**REQUIRED WORK:** Your answer should be the line that contains "fn position(number: f64)" and each line after it, restated word for word through the final line of the entries.

**PROVIDED DATA:**
------------------------------------------------------------------------

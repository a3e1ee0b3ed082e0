//! Hashblock parser.
//!
//! Utilizes a Lexer to receive instances of Segment, which it uses to construct
//! the Scope of a new Template containing the Abstract Syntax Tree.
//!
//! Open blocks are tracked on an explicit stack, so the depth of nesting
//! is limited only by memory.
pub mod scope;
pub mod tree;

mod state;

use self::{
    scope::Scope,
    state::BlockState,
    tree::{Node, Output},
};
use crate::{
    compile::lex::{token::Token, Lexer, Segment},
    expression::is_identifier,
    log::{ParseError, ParseErrorKind},
    region::Region,
    Syntax,
};

/// The action requested by a control segment.
enum Control {
    /// Add the Node to the current Scope.
    Append(Node),
    /// Begin a new block.
    Open(BlockState),
    /// Switch the current block to its alternate branch.
    Alternate,
    /// Complete the current block.
    Close,
    /// Nothing to add.
    Skip,
}

pub struct Parser<'source> {
    /// Lexer used to pull from source as segments instead of raw text.
    lexer: Lexer<'source>,
    /// Markers used to classify control segments.
    syntax: &'source Syntax,
}

impl<'source> Parser<'source> {
    /// Create a new Parser from the given string and [`Syntax`].
    #[inline]
    pub fn new(source: &'source str, syntax: &'source Syntax) -> Self {
        Self {
            lexer: Lexer::new(source, &syntax.finder),
            syntax,
        }
    }

    /// Compile the template.
    ///
    /// Returns the root [`Scope`] of the Abstract Syntax Tree.
    ///
    /// # Errors
    ///
    /// Returns a [`ParseError`] when the blocks of the source are not
    /// balanced, an alternate marker is misplaced, or an iteration block
    /// has no valid binding name.
    pub fn compile(mut self) -> Result<Scope, ParseError> {
        // Blocks that have been opened but not yet closed, innermost last.
        let mut states: Vec<BlockState> = vec![];
        let mut root = Scope::new();

        while let Some(segment) = self.lexer.next() {
            let control = match segment.token {
                Token::Literal => self.parse_literal(segment.inner),
                Token::Control => self.parse_control(segment)?,
            };

            let node = match control {
                Control::Append(node) => node,
                Control::Open(state) => {
                    states.push(state);
                    continue;
                }
                Control::Alternate => {
                    let Some(state) = states.last_mut() else {
                        return Err(self.error(ParseErrorKind::ElseNotAllowed, segment.outer));
                    };
                    if state.has_else() {
                        return Err(self.error(ParseErrorKind::OnlyOneElseAllowed, segment.outer));
                    }
                    state.begin_else();
                    continue;
                }
                Control::Close => match states.pop() {
                    Some(state) => state.close(segment.outer),
                    None => return Err(self.error(ParseErrorKind::TooManyEndings, segment.outer)),
                },
                Control::Skip => continue,
            };

            match states.last_mut() {
                Some(state) => state.target().data.push(node),
                None => root.data.push(node),
            }
        }

        if let Some(state) = states.last() {
            return Err(self.error(ParseErrorKind::UnclosedBlock, state.region()));
        }

        Ok(root)
    }

    /// Parse text that is copied to the output verbatim.
    ///
    /// Empty text produces no Node.
    fn parse_literal(&self, region: Region) -> Control {
        if region.is_empty() {
            Control::Skip
        } else {
            Control::Append(Node::Text(region))
        }
    }

    /// Parse the text between a pair of delimiters.
    ///
    /// Text that matches none of the markers is treated as literal text,
    /// without the delimiters.
    fn parse_control(&self, segment: Segment) -> Result<Control, ParseError> {
        let Segment { inner, outer, .. } = segment;
        let text = inner.literal(self.lexer.source);
        let after = |prefix: &str| Region::new(inner.begin + prefix.len()..inner.end);

        let control = if text.starts_with(&self.syntax.output) {
            Control::Append(Node::Output(Output {
                expression: after(&self.syntax.output),
                region: outer,
            }))
        } else if text == self.syntax.close {
            Control::Close
        } else if text == self.syntax.alternate {
            Control::Alternate
        } else if text.starts_with(&self.syntax.conditional) {
            Control::Open(BlockState::If {
                condition: after(&self.syntax.conditional),
                then_branch: Scope::new(),
                else_branch: None,
                region: outer,
            })
        } else if text.starts_with(&self.syntax.iteration) {
            self.parse_each(after(&self.syntax.iteration), outer)?
        } else {
            self.parse_literal(inner)
        };

        Ok(control)
    }

    /// Parse the remainder of an iteration segment, such as
    /// `locations as location`.
    ///
    /// The last occurrence of the separator divides the collection from the
    /// binding name, so the collection may itself contain the separator.
    ///
    /// # Errors
    ///
    /// Returns a [`ParseError`] if the separator or binding name is missing,
    /// or the binding name is not a valid identifier.
    fn parse_each(&self, rest: Region, outer: Region) -> Result<Control, ParseError> {
        let text = rest.literal(self.lexer.source);
        let Some(index) = text.rfind(self.syntax.separator.as_str()) else {
            return Err(self.error(ParseErrorKind::ItemReferenceNameRequired, outer));
        };

        let name_begin = rest.begin + index + self.syntax.separator.len();
        let raw = &text[index + self.syntax.separator.len()..];
        let name = raw.trim();
        if name.is_empty() {
            return Err(self.error(ParseErrorKind::ItemReferenceNameRequired, outer));
        }
        if !is_identifier(name) {
            return Err(self.error(ParseErrorKind::InvalidItemReferenceName, outer));
        }

        let leading = raw.len() - raw.trim_start().len();
        let binding = Region::new(name_begin + leading..name_begin + leading + name.len());

        Ok(Control::Open(BlockState::Each {
            items: Region::new(rest.begin..rest.begin + index),
            binding,
            body: Scope::new(),
            else_branch: None,
            region: outer,
        }))
    }

    /// Create a [`ParseError`] pointing at the given [`Region`].
    fn error(&self, kind: ParseErrorKind, region: Region) -> ParseError {
        ParseError::new(kind, self.lexer.source, region)
    }
}

#[cfg(test)]
mod tests {
    use super::{tree::Node, Parser};
    use crate::{log::ParseErrorKind, Builder, Syntax};

    fn parse(source: &str) -> Result<super::Scope, crate::ParseError> {
        Parser::new(source, &Syntax::default()).compile()
    }

    fn parse_err(source: &str) -> (ParseErrorKind, usize) {
        let error = parse(source).unwrap_err();
        (error.kind(), error.line())
    }

    #[test]
    fn test_parse_nodes() {
        let source = "Before##=value##\n##if cond##After\n##/##";
        let scope = parse(source).unwrap();

        assert_eq!(scope.data.len(), 4);
        assert!(matches!(scope.data[0], Node::Text(region) if region.literal(source) == "Before"));
        assert!(matches!(
            &scope.data[1],
            Node::Output(output) if output.expression.literal(source) == "value"
        ));
        assert!(matches!(scope.data[2], Node::Text(region) if region.literal(source) == "\n"));

        let Node::If(block) = &scope.data[3] else {
            panic!("expected an if block");
        };
        assert_eq!(block.condition.literal(source), "cond");
        assert_eq!(block.then_branch.data.len(), 1);
        assert!(block.else_branch.is_empty());
        assert_eq!(block.region.literal(source), "##if cond##After\n##/##");
    }

    #[test]
    fn test_parse_each() {
        let source = "##each data.filter as  location ##<li>##=location##</li>##else##none##/##";
        let scope = parse(source).unwrap();

        let Node::Each(block) = &scope.data[0] else {
            panic!("expected an each block");
        };
        assert_eq!(block.items.literal(source), "data.filter");
        assert_eq!(block.binding.literal(source), "location");
        assert_eq!(block.body.data.len(), 3);
        assert_eq!(block.else_branch.data.len(), 1);
    }

    #[test]
    fn test_parse_each_last_separator() {
        let source = "##each a ? b as c : d as item##x##/##";
        let scope = parse(source).unwrap();

        let Node::Each(block) = &scope.data[0] else {
            panic!("expected an each block");
        };
        assert_eq!(block.items.literal(source), "a ? b as c : d");
        assert_eq!(block.binding.literal(source), "item");
    }

    #[test]
    fn test_parse_nested() {
        let source = "##if a####each b as c####if c##x##else##y##/####/####else##z##/##";
        let scope = parse(source).unwrap();

        let Node::If(outer) = &scope.data[0] else {
            panic!("expected an if block");
        };
        let Node::Each(each) = &outer.then_branch.data[0] else {
            panic!("expected an each block");
        };
        let Node::If(inner) = &each.body.data[0] else {
            panic!("expected an if block");
        };
        assert_eq!(inner.else_branch.data.len(), 1);
        assert!(each.else_branch.is_empty());
        assert_eq!(outer.else_branch.data.len(), 1);
    }

    #[test]
    fn test_parse_deep_nesting() {
        let depth = 100_000;
        let source = format!("{}x{}", "##if a##".repeat(depth), "##/##".repeat(depth));

        assert!(parse(&source).is_ok());
    }

    #[test]
    fn test_parse_unknown_control_is_text() {
        let source = "a##b##c####d";
        let scope = parse(source).unwrap();
        let text: Vec<&str> = scope
            .data
            .iter()
            .map(|node| node.get_region().literal(source))
            .collect();

        assert_eq!(text, vec!["a", "b", "c", "d"]);
    }

    #[test]
    fn test_error_too_many_endings() {
        assert_eq!(
            parse_err("one\ntwo\n##/##"),
            (ParseErrorKind::TooManyEndings, 3)
        );
        assert_eq!(
            parse_err("##if a##\n##/##\n\n##/##"),
            (ParseErrorKind::TooManyEndings, 4)
        );
    }

    #[test]
    fn test_error_else_not_allowed() {
        assert_eq!(
            parse_err("a\n##else##"),
            (ParseErrorKind::ElseNotAllowed, 2)
        );
    }

    #[test]
    fn test_error_only_one_else() {
        assert_eq!(
            parse_err("##if a##\nx##else##y\n##else##z##/##"),
            (ParseErrorKind::OnlyOneElseAllowed, 3)
        );
        assert_eq!(
            parse_err("##each a as b##x##else##y##else##z##/##"),
            (ParseErrorKind::OnlyOneElseAllowed, 1)
        );
    }

    #[test]
    fn test_error_binding_name() {
        assert_eq!(
            parse_err("##each items##x##/##"),
            (ParseErrorKind::ItemReferenceNameRequired, 1)
        );
        assert_eq!(
            parse_err("\n##each items as  ##x##/##"),
            (ParseErrorKind::ItemReferenceNameRequired, 2)
        );
        assert_eq!(
            parse_err("##each items as 2b##x##/##"),
            (ParseErrorKind::InvalidItemReferenceName, 1)
        );
        assert_eq!(
            parse_err("##each items as a.b##x##/##"),
            (ParseErrorKind::InvalidItemReferenceName, 1)
        );
        assert_eq!(
            parse_err("##each items as null##x##/##"),
            (ParseErrorKind::InvalidItemReferenceName, 1)
        );
    }

    #[test]
    fn test_error_unclosed_block() {
        assert_eq!(
            parse_err("##if a##\n##each b as c##\nx##/##"),
            (ParseErrorKind::UnclosedBlock, 1)
        );
        assert_eq!(
            parse_err("##if a##x##/##\n\n##each b as c##"),
            (ParseErrorKind::UnclosedBlock, 3)
        );
    }

    #[test]
    fn test_parse_custom_syntax() {
        let syntax = Builder::new()
            .with_delimiter("%%")
            .with_output("-")
            .with_iteration("for", "in")
            .with_close("end")
            .to_syntax()
            .unwrap();
        let source = "%%for items in item%%%%-item%%%%end%%";
        let scope = Parser::new(source, &syntax).compile().unwrap();

        let Node::Each(block) = &scope.data[0] else {
            panic!("expected an each block");
        };
        assert_eq!(block.binding.literal(source), "item");
        assert!(matches!(&block.body.data[0], Node::Output(_)));
    }
}
use super::{
    compare::{apply, apply_prefix, as_float, is_truthy},
    method::{self, utf16_length},
    tree::{Call, Expr},
    Operator,
};
use crate::{
    context::Lookup,
    format::{stringify, stringify_number},
    log::{EvaluateError, EvaluateErrorKind},
    region::Region,
};
use serde_json::Value;
use std::borrow::Cow;

/// The result of accessing a member of a [`Value`].
enum Access<'value> {
    /// The member exists within the value.
    Found(&'value Value),
    /// The member is derived from the value, such as `length`.
    Computed(Value),
    /// The member does not exist.
    Missing,
}

impl<'value> Access<'value> {
    fn into_cow(self) -> Cow<'value, Value> {
        match self {
            Access::Found(value) => Cow::Borrowed(value),
            Access::Computed(value) => Cow::Owned(value),
            Access::Missing => Cow::Owned(Value::Null),
        }
    }

    fn into_owned(self) -> Value {
        self.into_cow().into_owned()
    }
}

/// Walks an [`Expr`] tree, resolving names through a [`Lookup`].
///
/// Values found in the context are borrowed rather than cloned, until an
/// operator needs to produce a new value.
pub struct Evaluator<'source, 'context> {
    /// The expression text the tree was parsed from.
    source: &'source str,
    context: &'context dyn Lookup,
}

impl<'source, 'context> Evaluator<'source, 'context> {
    /// Create a new Evaluator.
    #[inline]
    pub fn new(source: &'source str, context: &'context dyn Lookup) -> Self {
        Self { source, context }
    }

    /// Evaluate the given [`Expr`].
    ///
    /// # Errors
    ///
    /// Returns an [`EvaluateError`] describing the first operation that
    /// could not be performed.
    pub fn evaluate(&self, expression: &Expr) -> Result<Cow<'context, Value>, EvaluateError> {
        let value = match expression {
            Expr::Literal(literal) => Cow::Owned(literal.value.clone()),
            Expr::Variable(region) => {
                let name = region.literal(self.source);

                match self.context.lookup(name) {
                    Some(value) => Cow::Borrowed(value),
                    None => {
                        return Err(EvaluateError::new(
                            EvaluateErrorKind::UndefinedReference,
                            *region,
                        )
                        .with_help(format!("`{name}` is not defined")))
                    }
                }
            }
            Expr::Array(array) => {
                let mut items = Vec::with_capacity(array.items.len());
                for item in &array.items {
                    items.push(self.evaluate(item)?.into_owned());
                }

                Cow::Owned(Value::Array(items))
            }
            Expr::Member(member) => {
                let receiver = self.evaluate(&member.receiver)?;
                let name = member.name.literal(self.source);

                self.access(receiver, &Value::String(name.to_owned()), member.region)?
            }
            Expr::Index(index) => {
                let receiver = self.evaluate(&index.receiver)?;
                let key = self.evaluate(&index.index)?;

                self.access(receiver, &key, index.region)?
            }
            Expr::Call(call) => Cow::Owned(self.evaluate_call(call)?),
            Expr::Unary(unary) => {
                let operand = self.evaluate(&unary.operand)?;

                Cow::Owned(apply_prefix(unary.operator, &operand, unary.region)?)
            }
            Expr::Binary(binary) => {
                let left = self.evaluate(&binary.left)?;

                match binary.operator {
                    Operator::And if !is_truthy(&left) => left,
                    Operator::Or if is_truthy(&left) => left,
                    Operator::And | Operator::Or => self.evaluate(&binary.right)?,
                    operator => {
                        let right = self.evaluate(&binary.right)?;

                        Cow::Owned(apply(&left, operator, &right, binary.region)?)
                    }
                }
            }
            Expr::Conditional(conditional) => {
                if is_truthy(&self.evaluate(&conditional.condition)?) {
                    self.evaluate(&conditional.then)?
                } else {
                    self.evaluate(&conditional.otherwise)?
                }
            }
        };

        Ok(value)
    }

    /// Evaluate a method call.
    ///
    /// # Errors
    ///
    /// Returns an [`EvaluateError`] with [`EvaluateErrorKind::NotCallable`]
    /// when the callee is not a member access.
    fn evaluate_call(&self, call: &Call) -> Result<Value, EvaluateError> {
        let Expr::Member(member) = call.callee.as_ref() else {
            return Err(
                EvaluateError::new(EvaluateErrorKind::NotCallable, call.callee.get_region())
                    .with_help(format!(
                        "`{}` is not a method, only members such as `value.toString()` \
                        may be called",
                        call.callee.get_region().literal(self.source)
                    )),
            );
        };

        let receiver = self.evaluate(&member.receiver)?;
        let mut arguments = Vec::with_capacity(call.arguments.len());
        for argument in &call.arguments {
            arguments.push(self.evaluate(argument)?.into_owned());
        }

        method::call(
            &receiver,
            member.name.literal(self.source),
            &arguments,
            call.region,
        )
    }

    /// Access the member of `receiver` named by `key`.
    ///
    /// A borrowed receiver yields a borrowed member, so walking a path
    /// through the context never clones the intermediate values.
    fn access(
        &self,
        receiver: Cow<'context, Value>,
        key: &Value,
        region: Region,
    ) -> Result<Cow<'context, Value>, EvaluateError> {
        match receiver {
            Cow::Borrowed(value) => Ok(access(value, key, region)?.into_cow()),
            Cow::Owned(value) => Ok(Cow::Owned(access(&value, key, region)?.into_owned())),
        }
    }
}

/// Access the member of `value` named by `key`.
///
/// Absent members are [`Access::Missing`], except on `null` which has no
/// members at all.
fn access<'value>(
    value: &'value Value,
    key: &Value,
    region: Region,
) -> Result<Access<'value>, EvaluateError> {
    let access = match (value, key) {
        (Value::Null, key) => {
            return Err(
                EvaluateError::new(EvaluateErrorKind::IncompatibleTypes, region).with_help(
                    format!("cannot read `{}` of null", stringify(key)),
                ),
            )
        }
        (Value::Array(array), Value::Number(number)) => position(as_float(number))
            .and_then(|position| array.get(position))
            .map_or(Access::Missing, Access::Found),
        (Value::String(string), Value::Number(number)) => position(as_float(number))
            .and_then(|position| string.encode_utf16().nth(position))
            .map_or(Access::Missing, |unit| {
                Access::Computed(Value::String(String::from_utf16_lossy(&[unit])))
            }),
        (Value::Object(map), Value::Number(number)) => map
            .get(&stringify_number(number))
            .map_or(Access::Missing, Access::Found),
        (Value::Object(map), Value::String(name)) => {
            map.get(name).map_or(Access::Missing, Access::Found)
        }
        (Value::Array(array), Value::String(name)) if name == "length" => {
            Access::Computed(Value::from(array.len()))
        }
        (Value::String(string), Value::String(name)) if name == "length" => {
            Access::Computed(Value::from(utf16_length(string)))
        }
        _ => Access::Missing,
    };

    Ok(access)
}

/// Convert a number into a position within a sequence, if it is a
/// non-negative whole number.
fn position(number: f64) -> Option<usize> {
    (number >= 0.0 && number.fract() == 0.0).then_some(number as usize)
}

------------------------------------------------------------------------

**RESPONSE BELOW:**
fn position(number: f64) -> Option<usize> {
    (number >= 0.0 && number.fract() == 0.0).then_some(number as usize)
}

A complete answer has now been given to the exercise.